Pour autant, les Lumières qui ont accouché de tous nos droits civiques, qui nous ont transformés en citoyen politique, nous ont laissés serfs dans l'entreprise.

Le droit comme guerre sociale


C'est une antienne connue et trop souvent vérifiée: la justice est une justice de classe. Si l'on se souvient du procès bidon des manifestants du Haymarket Square (des syndicalistes en lutte avaient été accusés, condamnés et exécutés pour un attentat sans aucune preuve), 

si l'on se souvient de la tolérance au XIXe siècle pour les coalitions patronales et de la répression impitoyable contre les syndicats ouvriers, 
si l'on se souvient de la sévérité des peines infligées aux travailleurs accusés d'avoir abîmé une chemise d'un contre-maître d'Air France et la mansuétude complice de la justice envers les patrons voleurs, envers les patrons fraudeurs, envers la fraude fiscale et l'"optimisation", 
si l'on se souvient du procès à charge de celui qui dénonçait les pratiques d'évasion fiscale au Luxembourg parce qu'il dénonçait ces délits
ou si l'on se souvient de l'impunité des policiers dans les quartiers et les ubuesques poursuites dont sont victimes les habitants desdits quartiers, 
on ne peut que souscrire à cette idée.



La justice a servi et sert souvent à diviser les producteurs et les productrices en lutte, elle sert souvent à casser leur combativité. C'est que, comme l'État a le monopole de la violence physique légitime, on craint son bras séculier qui a tendance à s'attaquer à des individus isolés. La justice censée être aveugle, la justice censée protéger se fait bras vengeur et auxiliaire de l'arbitraire du pouvoir.

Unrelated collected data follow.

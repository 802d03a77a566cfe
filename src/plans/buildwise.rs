use crate::error::MigrateError;
use crate::migration::{MigrationPlan, MigrationStep, RebuildCheck};

pub const PLAN_NAME: &str = "buildwise";

const PHASE_FROM_PROJECT_FOR_MILESTONE: &str =
    "SELECT p.construction_phase FROM projects p WHERE p.id = milestones.project_id";

const PHASE_FROM_PROJECT_FOR_COST_POSITION: &str =
    "SELECT p.construction_phase FROM projects p WHERE p.id = cost_positions.project_id";

const BUILDWISE_FEES_DEFINITION: &str = r#"
    id                  INTEGER PRIMARY KEY AUTOINCREMENT,
    project_id          INTEGER NOT NULL REFERENCES projects(id),
    quote_id            INTEGER REFERENCES quotes(id),
    cost_position_id    INTEGER REFERENCES cost_positions(id),
    service_provider_id INTEGER,
    fee_amount          NUMERIC NOT NULL DEFAULT 0,
    fee_percentage      NUMERIC NOT NULL DEFAULT 4.0,
    status              VARCHAR(20) NOT NULL DEFAULT 'open',
    invoice_number      VARCHAR(50),
    invoice_date        DATETIME,
    due_date            DATETIME,
    paid_at             DATETIME,
    created_at          DATETIME DEFAULT CURRENT_TIMESTAMP,
    updated_at          DATETIME DEFAULT CURRENT_TIMESTAMP
"#;

/// `acceptance_defects` with `task_id` nullable. Every column a live table
/// may carry is listed: the rebuild refuses to drop columns it does not know.
const ACCEPTANCE_DEFECTS_DEFINITION: &str = r#"
    id              INTEGER PRIMARY KEY AUTOINCREMENT,
    acceptance_id   INTEGER NOT NULL REFERENCES acceptances(id),
    milestone_id    INTEGER REFERENCES milestones(id),
    task_id         INTEGER,
    title           VARCHAR(255) NOT NULL,
    description     TEXT,
    severity        VARCHAR(20) NOT NULL DEFAULT 'minor',
    location        VARCHAR(255),
    photos          TEXT,
    resolved        BOOLEAN NOT NULL DEFAULT 0,
    resolved_at     DATETIME,
    created_at      DATETIME DEFAULT CURRENT_TIMESTAMP,
    updated_at      DATETIME DEFAULT CURRENT_TIMESTAMP
"#;

/// The ordered migration plan for the BuildWise database.
///
/// Order matters: phase columns are added to `projects` before anything is
/// backfilled from them, and the fee table exists before its index.
pub fn plan() -> Result<MigrationPlan, MigrateError> {
    let steps = vec![
        // Projects
        MigrationStep::add_column(
            "projects.construction_phase",
            "projects",
            "construction_phase",
            "VARCHAR(50)",
        ),
        // Milestones (Gewerke)
        MigrationStep::add_column(
            "milestones.archived_by",
            "milestones",
            "archived_by",
            "VARCHAR(100)",
        ),
        MigrationStep::add_column(
            "milestones.archived_at",
            "milestones",
            "archived_at",
            "DATETIME",
        ),
        MigrationStep::add_column(
            "milestones.construction_phase",
            "milestones",
            "construction_phase",
            "VARCHAR(50)",
        )
        .with_backfill(PHASE_FROM_PROJECT_FOR_MILESTONE),
        MigrationStep::add_column(
            "milestones.requires_inspection",
            "milestones",
            "requires_inspection",
            "BOOLEAN",
        )
        .with_constraints("NOT NULL DEFAULT 0"),
        // Cost positions
        MigrationStep::add_column(
            "cost_positions.construction_phase",
            "cost_positions",
            "construction_phase",
            "VARCHAR(50)",
        )
        .with_backfill(PHASE_FROM_PROJECT_FOR_COST_POSITION),
        // Quotes and invoices
        MigrationStep::add_column(
            "quotes.contact_released",
            "quotes",
            "contact_released",
            "BOOLEAN",
        )
        .with_constraints("NOT NULL DEFAULT 0"),
        MigrationStep::add_column("invoices.paid_at", "invoices", "paid_at", "DATETIME"),
        MigrationStep::add_column(
            "invoices.payment_reference",
            "invoices",
            "payment_reference",
            "VARCHAR(100)",
        ),
        // Acceptance and defects
        MigrationStep::add_column(
            "acceptance_defects.task_id",
            "acceptance_defects",
            "task_id",
            "INTEGER",
        ),
        MigrationStep::rebuild_table(
            "acceptance_defects.task_id_nullable",
            "acceptance_defects",
            ACCEPTANCE_DEFECTS_DEFINITION,
            RebuildCheck::Nullable("task_id".to_owned()),
        ),
        // Notifications
        MigrationStep::create_index(
            "notifications.recipient_idx",
            "notifications",
            "idx_notifications_recipient_read",
            &["recipient_id", "is_read"],
        ),
        // Platform fees
        MigrationStep::create_table(
            "buildwise_fees.table",
            "buildwise_fees",
            BUILDWISE_FEES_DEFINITION,
        ),
        MigrationStep::create_index(
            "buildwise_fees.project_idx",
            "buildwise_fees",
            "idx_buildwise_fees_project",
            &["project_id"],
        ),
        MigrationStep::create_index(
            "buildwise_fees.invoice_number_idx",
            "buildwise_fees",
            "idx_buildwise_fees_invoice_number",
            &["invoice_number"],
        )
        .unique(),
    ];

    MigrationPlan::new(PLAN_NAME, steps)
}
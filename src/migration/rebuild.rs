use log::{debug, info, warn};
use rusqlite::Connection;

use crate::db::with_savepoint;
use crate::error::MigrateError;
use crate::introspect::SchemaInspector;
use crate::utils::Utils;

use super::step::RebuildCheck;

#[derive(Debug, Clone, PartialEq, Eq)]
pub struct RebuildStats {
    pub rows: i64,
    pub copied_columns: Vec<String>,
}

/// Destructive table change: create the new shape, copy, drop, rename.
///
/// Runs in a single savepoint. The copy must preserve the row count and the
/// new table must pass `foreign_key_check`, otherwise everything is rolled
/// back. Explicit indexes and triggers of the old table are recreated. Columns
/// that exist only in the old table abort the rebuild unless the check names
/// them as the column to remove.
pub struct TableRebuilder<'a> {
    conn: &'a Connection,
}

impl<'a> TableRebuilder<'a> {
    pub fn new(conn: &'a Connection) -> Self {
        Self { conn }
    }

    pub fn rebuild(
        &self,
        table: &str,
        definition: &str,
        check: &RebuildCheck,
    ) -> Result<RebuildStats, MigrateError> {
        // foreign_keys can only be switched outside a transaction; inside the
        // dry-run rehearsal enforcement is deferred instead.
        let restore_fk = if self.conn.is_autocommit() {
            let enabled: bool = self
                .conn
                .query_row("PRAGMA foreign_keys", [], |row| row.get(0))?;
            if enabled {
                self.conn.execute_batch("PRAGMA foreign_keys = OFF")?;
            }
            enabled
        } else {
            false
        };

        let result = with_savepoint(self.conn, "buildwise_rebuild", |conn| {
            Self::copy_and_swap(conn, table, definition, check)
        });

        if restore_fk {
            if let Err(e) = self.conn.execute_batch("PRAGMA foreign_keys = ON") {
                warn!("Failed to re-enable foreign keys after rebuilding '{}': {}", table, e);
            }
        }

        let stats = result?;
        info!(
            "Rebuilt '{}': {} rows, {} columns copied",
            table,
            stats.rows,
            stats.copied_columns.len()
        );
        Ok(stats)
    }

    fn copy_and_swap(
        conn: &Connection,
        table: &str,
        definition: &str,
        check: &RebuildCheck,
    ) -> Result<RebuildStats, MigrateError> {
        let failed = |source: rusqlite::Error| MigrateError::MigrationFailed {
            table: table.to_owned(),
            target: check.column().to_owned(),
            source,
        };

        let inspector = SchemaInspector::new(conn);
        let old_columns = inspector.columns(table)?;
        let dependents = inspector.dependent_sql(table)?;
        let before = inspector.row_count(table)?;

        conn.execute_batch("PRAGMA defer_foreign_keys = ON")?;

        let tmp = format!("{}__rebuild", table);
        let tmp_q = Utils::quote_ident(&tmp);
        let table_q = Utils::quote_ident(table);

        conn.execute_batch(&format!(
            "DROP TABLE IF EXISTS {tmp_q}; CREATE TABLE {tmp_q} ({definition});"
        ))
        .map_err(failed)?;

        let new_columns = inspector.columns(&tmp)?;
        let in_new = |name: &str| new_columns.iter().any(|c| c.name.eq_ignore_ascii_case(name));

        let dropped: Vec<&str> = old_columns
            .iter()
            .map(|c| c.name.as_str())
            .filter(|&name| !in_new(name))
            .filter(|&name| {
                !matches!(check, RebuildCheck::Absent(col) if col.eq_ignore_ascii_case(name))
            })
            .collect();
        if !dropped.is_empty() {
            return Err(MigrateError::Error(format!(
                "Rebuild of '{}' would drop columns not named by the step: {}",
                table,
                dropped.join(", ")
            )));
        }

        let copied: Vec<String> = old_columns
            .iter()
            .filter(|c| in_new(c.name.as_str()))
            .map(|c| c.name.clone())
            .collect();
        if copied.is_empty() {
            return Err(MigrateError::Error(format!(
                "Rebuild of '{}' shares no columns with the new definition",
                table
            )));
        }

        let column_list = copied
            .iter()
            .map(|c| Utils::quote_ident(c))
            .collect::<Vec<_>>()
            .join(", ");
        let copy_sql = format!(
            "INSERT INTO {tmp_q} ({column_list}) SELECT {column_list} FROM {table_q}"
        );
        debug!("Executing: {}", copy_sql);
        conn.execute(&copy_sql, []).map_err(failed)?;

        let after = inspector.row_count(&tmp)?;
        if before != after {
            return Err(MigrateError::RowCountMismatch {
                table: table.to_owned(),
                before,
                after,
            });
        }

        // Legacy rename keeps views and triggers elsewhere from being
        // re-validated against the momentarily missing table.
        conn.execute_batch("PRAGMA legacy_alter_table = ON")?;
        let swap = conn.execute_batch(&format!(
            "DROP TABLE {table_q}; ALTER TABLE {tmp_q} RENAME TO {table_q};"
        ));
        conn.execute_batch("PRAGMA legacy_alter_table = OFF")?;
        swap.map_err(failed)?;

        for sql in &dependents {
            debug!("Recreating: {}", sql);
            conn.execute_batch(sql).map_err(failed)?;
        }

        let violations: i64 = conn.query_row(
            "SELECT count(*) FROM pragma_foreign_key_check(?1)",
            [table],
            |row| row.get(0),
        )?;
        if violations > 0 {
            return Err(MigrateError::Error(format!(
                "Rebuild of '{}' leaves {} foreign key violations",
                table, violations
            )));
        }

        Ok(RebuildStats {
            rows: after,
            copied_columns: copied,
        })
    }
}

Le droit comme dépassement du capitalisme

Quand les luttes ouvrières du dix-neuvième siècle et au-delà obtiennent
- une limitation de la durée légale du travail
- un encadrement des salaires, des barèmes, une qualification des postes de travail (puis des producteurs dans la fonction publique)
- une universalisation et une obligation des pratiques des caisses de secours ouvrier, de la sécurité sociale
- une définition des conditions de sécurité et de fonctionnement de l'entreprise,

elles limitent la propriété lucrative par l'avènement du droit social. Ce droit est le fruit d'un rapport de force, de luttes de classes. Il est sans cesse à construire dans la lutte sociale mais le fait même de son existence, le fait même que la propriété lucrative soit encadrée, limitée par le droit social, a été l'objet de débats et de combats homériques.

En ce sens, le droit comme obstacle à la propriété présente un intérêt potentiel énorme en terme de dépassement des institutions capitalistes1 par l'emploi puis de l'emploi par des institutions salariales2.



Globalement, le droit social comme limitation de la propriété lucrative se fait selon trois axes principaux:

  1. la création d'un statut du poste (l'emploi dépasse la vente de la force de travail) puis d'un statut de la personne, d'une qualification (la fonction publique dépasse l'emploi)
  2. l'encadrement des pratiques de travail concret dans l'entreprise, l'implication des producteurs dans les décisions et la création de normes de sécurité, de salaire et de pratique professionnelles font entrer le droit du travail dans l'entreprise
  3. la création de droits politiques du producteur dans la suite des caisses ouvrières de grève, de chômage ou de couverture santé par l'universalisation et l'obligation du salaire socialisé.

La hiérarchie du droit


Par ailleurs, l'enjeu de la hiérarchie des normes a clairement été posé lors de la malheureuse loi travail en 2016. Jusque là, les lois prévalaient sur les accords de branche et les accords de branche prévalaient sur les accords d'entreprise. Cette hiérarchie du droit permettait à une branche de faire mieux, d'obtenir davantage de droits que ce qui figurait dans la loi et à un collectif de travail de faire valoir davantage de droits que ce qui figurait dans l'accord sectoriel.

Source ici


Avec le renversement des normes (voir ici), ce sont les accords d'entreprise qui prévalent sur les accords de branche et les accords de branche qui prévalent sur les lois. Ceci met les producteurs dans un rapport de force au niveau de l'entreprise, ce qui les amène à se faire concurrence entre eux et à admettre des reculs du droit pour conserver leur poste de travail. Le chantage du chômage et l'asymétrie du rapport de subordination entre employé et employeur balaie les protections sociales du droit.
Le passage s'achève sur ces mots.